» Exercise objective: Where the string "SystemTime" occurs in a line of the entries below, copy that line.

» Source information:
§

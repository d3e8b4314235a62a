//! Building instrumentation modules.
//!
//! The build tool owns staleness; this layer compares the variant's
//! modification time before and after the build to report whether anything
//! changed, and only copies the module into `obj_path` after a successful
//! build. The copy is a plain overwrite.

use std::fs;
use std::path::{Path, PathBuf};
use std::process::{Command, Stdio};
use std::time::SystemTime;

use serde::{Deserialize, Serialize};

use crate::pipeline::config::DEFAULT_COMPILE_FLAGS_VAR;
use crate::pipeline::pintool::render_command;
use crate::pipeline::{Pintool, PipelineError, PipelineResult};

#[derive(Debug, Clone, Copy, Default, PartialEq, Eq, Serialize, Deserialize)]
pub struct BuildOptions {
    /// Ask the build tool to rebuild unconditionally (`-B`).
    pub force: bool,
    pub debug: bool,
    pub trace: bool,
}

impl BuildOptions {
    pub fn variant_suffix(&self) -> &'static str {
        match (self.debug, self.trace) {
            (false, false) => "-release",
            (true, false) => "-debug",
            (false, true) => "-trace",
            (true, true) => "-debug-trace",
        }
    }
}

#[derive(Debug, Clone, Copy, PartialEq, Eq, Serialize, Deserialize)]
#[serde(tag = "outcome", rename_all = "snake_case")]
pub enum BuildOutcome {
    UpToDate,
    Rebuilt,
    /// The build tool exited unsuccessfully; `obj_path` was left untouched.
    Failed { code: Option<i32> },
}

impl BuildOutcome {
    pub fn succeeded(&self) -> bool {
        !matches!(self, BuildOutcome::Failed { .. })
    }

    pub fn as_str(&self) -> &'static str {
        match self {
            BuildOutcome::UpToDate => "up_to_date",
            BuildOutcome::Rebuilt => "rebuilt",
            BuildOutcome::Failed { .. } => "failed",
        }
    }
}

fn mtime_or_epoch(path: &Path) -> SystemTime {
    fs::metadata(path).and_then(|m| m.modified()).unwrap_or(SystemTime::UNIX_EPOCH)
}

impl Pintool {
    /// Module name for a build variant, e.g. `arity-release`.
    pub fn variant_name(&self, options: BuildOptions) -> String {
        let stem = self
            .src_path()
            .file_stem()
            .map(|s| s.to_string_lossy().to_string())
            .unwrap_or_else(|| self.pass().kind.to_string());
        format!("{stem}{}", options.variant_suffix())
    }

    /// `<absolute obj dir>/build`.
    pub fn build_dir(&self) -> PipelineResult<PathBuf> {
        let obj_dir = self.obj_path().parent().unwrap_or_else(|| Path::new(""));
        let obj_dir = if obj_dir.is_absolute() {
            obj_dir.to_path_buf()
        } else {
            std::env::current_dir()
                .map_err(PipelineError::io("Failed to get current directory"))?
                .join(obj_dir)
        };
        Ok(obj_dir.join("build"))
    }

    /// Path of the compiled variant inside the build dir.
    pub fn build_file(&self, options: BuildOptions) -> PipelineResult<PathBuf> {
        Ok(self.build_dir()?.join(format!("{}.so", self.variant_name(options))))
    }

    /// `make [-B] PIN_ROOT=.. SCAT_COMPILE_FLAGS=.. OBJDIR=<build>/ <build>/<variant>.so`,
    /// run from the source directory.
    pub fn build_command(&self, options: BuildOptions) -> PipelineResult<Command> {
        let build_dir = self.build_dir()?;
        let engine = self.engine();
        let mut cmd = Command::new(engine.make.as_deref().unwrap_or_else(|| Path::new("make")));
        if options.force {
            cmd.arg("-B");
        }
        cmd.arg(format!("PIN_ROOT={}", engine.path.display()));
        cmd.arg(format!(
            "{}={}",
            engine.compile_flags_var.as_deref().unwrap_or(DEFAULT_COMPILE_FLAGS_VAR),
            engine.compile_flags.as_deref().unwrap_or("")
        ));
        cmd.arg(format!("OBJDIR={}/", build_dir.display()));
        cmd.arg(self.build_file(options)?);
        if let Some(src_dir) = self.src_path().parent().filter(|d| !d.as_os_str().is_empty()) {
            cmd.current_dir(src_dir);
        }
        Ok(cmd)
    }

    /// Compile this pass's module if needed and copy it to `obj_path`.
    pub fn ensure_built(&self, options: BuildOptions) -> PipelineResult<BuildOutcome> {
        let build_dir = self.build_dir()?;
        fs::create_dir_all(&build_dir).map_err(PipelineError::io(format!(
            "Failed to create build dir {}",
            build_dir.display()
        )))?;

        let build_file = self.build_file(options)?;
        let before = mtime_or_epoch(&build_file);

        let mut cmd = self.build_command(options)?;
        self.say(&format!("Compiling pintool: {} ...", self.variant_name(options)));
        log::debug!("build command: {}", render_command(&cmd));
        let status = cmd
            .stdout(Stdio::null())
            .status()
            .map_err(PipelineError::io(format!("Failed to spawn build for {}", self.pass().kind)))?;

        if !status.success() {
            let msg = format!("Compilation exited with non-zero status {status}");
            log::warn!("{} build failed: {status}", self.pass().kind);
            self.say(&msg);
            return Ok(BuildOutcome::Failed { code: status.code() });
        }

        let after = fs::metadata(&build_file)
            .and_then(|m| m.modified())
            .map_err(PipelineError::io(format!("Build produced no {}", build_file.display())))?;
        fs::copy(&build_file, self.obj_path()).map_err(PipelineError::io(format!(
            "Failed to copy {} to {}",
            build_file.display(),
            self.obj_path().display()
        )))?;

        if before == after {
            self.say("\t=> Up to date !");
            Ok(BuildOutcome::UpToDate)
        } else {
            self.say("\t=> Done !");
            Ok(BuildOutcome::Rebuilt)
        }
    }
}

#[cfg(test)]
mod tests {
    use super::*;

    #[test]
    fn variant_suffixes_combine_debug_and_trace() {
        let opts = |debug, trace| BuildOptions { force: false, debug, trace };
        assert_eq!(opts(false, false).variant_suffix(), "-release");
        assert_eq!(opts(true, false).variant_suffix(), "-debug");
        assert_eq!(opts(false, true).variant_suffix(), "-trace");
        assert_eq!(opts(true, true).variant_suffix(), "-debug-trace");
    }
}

§

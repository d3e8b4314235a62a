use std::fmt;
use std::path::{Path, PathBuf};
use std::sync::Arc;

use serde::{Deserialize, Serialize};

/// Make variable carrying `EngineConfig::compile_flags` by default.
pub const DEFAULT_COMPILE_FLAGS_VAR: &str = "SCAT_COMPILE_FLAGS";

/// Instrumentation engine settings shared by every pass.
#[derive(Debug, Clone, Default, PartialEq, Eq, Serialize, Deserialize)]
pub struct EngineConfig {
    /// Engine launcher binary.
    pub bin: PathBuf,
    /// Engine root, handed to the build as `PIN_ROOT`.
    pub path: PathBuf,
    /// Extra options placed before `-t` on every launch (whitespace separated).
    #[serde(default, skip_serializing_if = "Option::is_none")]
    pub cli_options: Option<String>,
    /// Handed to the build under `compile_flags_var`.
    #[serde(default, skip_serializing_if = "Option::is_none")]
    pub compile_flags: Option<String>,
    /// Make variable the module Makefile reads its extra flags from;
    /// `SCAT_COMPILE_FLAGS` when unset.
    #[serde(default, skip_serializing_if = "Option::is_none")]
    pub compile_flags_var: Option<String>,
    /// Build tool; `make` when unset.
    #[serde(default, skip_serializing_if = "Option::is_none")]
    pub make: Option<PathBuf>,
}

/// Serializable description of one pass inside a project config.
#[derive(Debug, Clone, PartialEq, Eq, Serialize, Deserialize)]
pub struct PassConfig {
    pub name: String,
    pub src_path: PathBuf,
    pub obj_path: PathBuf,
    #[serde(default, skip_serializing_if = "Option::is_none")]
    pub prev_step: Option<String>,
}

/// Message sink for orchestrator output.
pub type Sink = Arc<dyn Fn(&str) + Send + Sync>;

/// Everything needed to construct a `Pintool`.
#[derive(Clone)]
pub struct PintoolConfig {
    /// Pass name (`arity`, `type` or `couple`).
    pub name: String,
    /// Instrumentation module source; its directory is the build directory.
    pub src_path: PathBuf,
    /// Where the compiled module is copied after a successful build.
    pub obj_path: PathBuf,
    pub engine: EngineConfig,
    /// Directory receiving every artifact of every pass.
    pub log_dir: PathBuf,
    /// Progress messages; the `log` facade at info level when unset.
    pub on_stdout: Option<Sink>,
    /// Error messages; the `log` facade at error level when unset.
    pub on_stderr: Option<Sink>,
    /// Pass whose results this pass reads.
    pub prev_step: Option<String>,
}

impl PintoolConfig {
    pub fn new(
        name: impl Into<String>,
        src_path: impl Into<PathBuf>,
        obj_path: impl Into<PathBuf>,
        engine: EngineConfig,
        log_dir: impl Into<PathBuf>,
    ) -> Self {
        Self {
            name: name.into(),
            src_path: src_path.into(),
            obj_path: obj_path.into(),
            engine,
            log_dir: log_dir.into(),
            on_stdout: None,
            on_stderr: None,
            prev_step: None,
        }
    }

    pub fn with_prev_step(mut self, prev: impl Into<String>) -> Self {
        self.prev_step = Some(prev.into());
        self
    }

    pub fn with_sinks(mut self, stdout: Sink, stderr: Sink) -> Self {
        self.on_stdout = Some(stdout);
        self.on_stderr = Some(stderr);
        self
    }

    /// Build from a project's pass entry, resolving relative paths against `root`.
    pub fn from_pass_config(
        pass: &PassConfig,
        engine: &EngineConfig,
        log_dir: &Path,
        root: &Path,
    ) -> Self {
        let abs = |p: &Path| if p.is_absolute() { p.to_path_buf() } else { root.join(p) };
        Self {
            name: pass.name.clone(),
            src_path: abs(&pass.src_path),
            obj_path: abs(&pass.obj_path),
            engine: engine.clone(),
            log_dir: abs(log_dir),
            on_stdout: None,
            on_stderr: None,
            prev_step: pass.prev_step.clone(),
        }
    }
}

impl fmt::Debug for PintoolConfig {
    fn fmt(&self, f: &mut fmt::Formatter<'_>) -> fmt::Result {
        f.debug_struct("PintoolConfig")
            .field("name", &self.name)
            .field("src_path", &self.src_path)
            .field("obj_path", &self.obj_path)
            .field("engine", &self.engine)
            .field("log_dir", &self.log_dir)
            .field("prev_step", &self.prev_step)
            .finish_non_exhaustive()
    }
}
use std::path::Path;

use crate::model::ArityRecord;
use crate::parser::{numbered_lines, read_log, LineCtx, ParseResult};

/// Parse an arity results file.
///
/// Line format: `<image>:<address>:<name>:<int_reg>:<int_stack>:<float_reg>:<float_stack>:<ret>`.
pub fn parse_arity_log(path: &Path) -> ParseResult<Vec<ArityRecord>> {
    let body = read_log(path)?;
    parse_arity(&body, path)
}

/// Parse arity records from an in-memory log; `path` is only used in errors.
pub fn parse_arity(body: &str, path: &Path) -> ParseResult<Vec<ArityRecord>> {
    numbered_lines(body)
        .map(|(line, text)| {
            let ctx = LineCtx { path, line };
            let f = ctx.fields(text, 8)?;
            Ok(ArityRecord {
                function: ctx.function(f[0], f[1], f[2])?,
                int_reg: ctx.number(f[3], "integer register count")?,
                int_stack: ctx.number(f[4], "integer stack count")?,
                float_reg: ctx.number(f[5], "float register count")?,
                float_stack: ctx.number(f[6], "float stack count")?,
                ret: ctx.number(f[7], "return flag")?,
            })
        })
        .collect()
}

§

» Exercise result:
use std::time::SystemTime;
fn mtime_or_epoch(path: &Path) -> SystemTime {
    fs::metadata(path).and_then(|m| m.modified()).unwrap_or(SystemTime::UNIX_EPOCH)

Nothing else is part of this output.